There are a couple of reasons why wildfire smoke may be more harmful than other sources of pollution. First, levels of PM2.5 can spike rapidly during wildfires and stay elevated higher than the pollution levels caused by smog or industrial sources. Second, it is possible that the particles in wildfire smoke cause more inflammation, oxidative stress (an imbalance of free radicals and antioxidants in cells) and respiratory infection. This may be because wildfire smoke contains more carbon-based particles than pollution from traffic or manufacturing. 

The study’s authors concluded that the particle pollution in wildfire smoke may be up to 10 times more harmful to human health than particle pollution from other sources. 

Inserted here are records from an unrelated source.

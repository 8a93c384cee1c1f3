//! Build information module
//!
//! Contains compile-time constants for build number and timestamp.

use serde::Serialize;

/// Build number, incremented on each recompilation
pub const BUILD_NUMBER: u64 = match option_env!("FLX_BUILD_NUMBER") {
    Some(s) => match parse_u64(s) {
        Some(n) => n,
        None => 0,
    },
    None => 0,
};

/// Build timestamp in ISO 8601 format
pub const BUILD_TIMESTAMP: &str = match option_env!("FLX_BUILD_TIMESTAMP") {
    Some(s) => s,
    None => "unknown",
};

/// Package version from Cargo.toml
pub const VERSION: &str = env!("CARGO_PKG_VERSION");

/// Package name from Cargo.toml
pub const NAME: &str = env!("CARGO_PKG_NAME");

/// Package description from Cargo.toml
pub const DESCRIPTION: &str = env!("CARGO_PKG_DESCRIPTION");

/// Const function to parse u64 at compile time
const fn parse_u64(s: &str) -> Option<u64> {
    let bytes = s.as_bytes();
    let mut result: u64 = 0;
    let mut i = 0;
    while i < bytes.len() {
        let b = bytes[i];
        if b < b'0' || b > b'9' {
            return None;
        }
        result = result * 10 + (b - b'0') as u64;
        i += 1;
    }
    Some(result)
}

/// Build information structure for serialization
#[derive(Debug, Clone, Serialize)]
pub struct BuildInfo {
    pub name: &'static str,
    pub version: &'static str,
    pub build_number: u64,
    pub build_timestamp: &'static str,
    pub description: &'static str,
}

impl BuildInfo {
    /// Get the current build info
    pub fn current() -> Self {
        Self {
            name: NAME,
            version: VERSION,
            build_number: BUILD_NUMBER,
            build_timestamp: BUILD_TIMESTAMP,
            description: DESCRIPTION,
        }
    }
}

impl Default for BuildInfo {
    fn default() -> Self {
        Self::current()
    }
}

/// Print the startup banner to stderr
pub fn print_startup_banner() {
    let info = BuildInfo::current();
    eprintln!("===============================================");
    eprintln!("  Food Label Extractor (FLX)");
    eprintln!("  Version: {} | Build: {}", info.version, info.build_number);
    eprintln!("  Compiled: {}", info.build_timestamp);
    eprintln!("===============================================");
}
//! Build script for FLX
//!
//! Increments build number on each recompilation and embeds build metadata.

use std::fs;
use std::path::Path;

fn main() {
    // Only rerun when src/ files change (not on every cargo build)
    println!("cargo:rerun-if-changed=src");

    // Path to build number file
    let build_number_path = Path::new("build_number.txt");

    // Read current build number or start at 0
    let current_build: u64 = if build_number_path.exists() {
        fs::read_to_string(build_number_path)
            .unwrap_or_else(|_| "0".to_string())
            .trim()
            .parse()
            .unwrap_or(0)
    } else {
        0
    };

    // Increment build number
    let new_build = current_build + 1;

    // Write new build number back to file
    fs::write(build_number_path, new_build.to_string())
        .expect("Failed to write build number file");

    // Get current timestamp
    let now = chrono::Utc::now();
    let timestamp = now.format("%Y-%m-%dT%H:%M:%SZ").to_string();

    // Set environment variables for compile-time embedding
    println!("cargo:rustc-env=FLX_BUILD_NUMBER={}", new_build);
    println!("cargo:rustc-env=FLX_BUILD_TIMESTAMP={}", timestamp);

    // Also output for build log visibility
    println!("cargo:warning=FLX Build #{} at {}", new_build, timestamp);
}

How can you protect yourself from wildfire smoke?

Though air pollution from wildfires has increased significantly in the U.S., especially in California, you can still take action to minimize your exposure. When wildfire smoke decreases the air quality in your community, one of the most important things you can do to protect yourself is stay inside. However, that does not guarantee that you will not be exposed to any smoke-related air pollution. Here are some additional steps you can take to protect yourself from wildfire smoke. 

  • Keep all your doors and windows closed while the air quality in your area is poor. If it gets warm in your home, use air conditioners or fans to help you cool off. If you cannot cool off without opening windows or doors, consider finding somewhere else to shelter while the wildfire smoke is in the air.
  • Set your HVAC system to recirculate mode to decrease the polluted outside air that enters your home. If you have a single-hose portable air conditioning unit, avoid using it while it is smoky outside because it could bring outdoor air into your home.
  • Use a portable air cleaner, also called an air purifier, to remove pollution that enters your home. Keep it on so that it is constantly cleaning the air around it (Molekule air purifiers not only capture VOCs and particle pollution from wildfire smoke, but they can destroy it completely.)
  • Avoid any activities that can create additional indoor air pollution. This includes smoking tobacco or cannabis, frying foods, using gas or propane stoves, burning candles or incense, spraying aerosol products and vacuuming with a non-HEPA vacuum.
  • Create a clean room in your home. For tips on doing this, check out our post on protecting yourself from wildfire smoke.
  • Keep a supply of N95 respirators on hand and use them when you need to go outdoors.
  • Avoid strenuous physical activity outdoors on bad air quality days. Exercise can increase your respiratory rate and, therefore, the amount of smoke that you inhale.

As the wildfire season gets longer and more severe, it becomes increasingly important to learn how to protect yourself from the harmful pollutants in wildfire smoke. Particle pollution from wildfires can pose a significant health risk, but following the above tips can help protect you and your family by minimizing your exposure.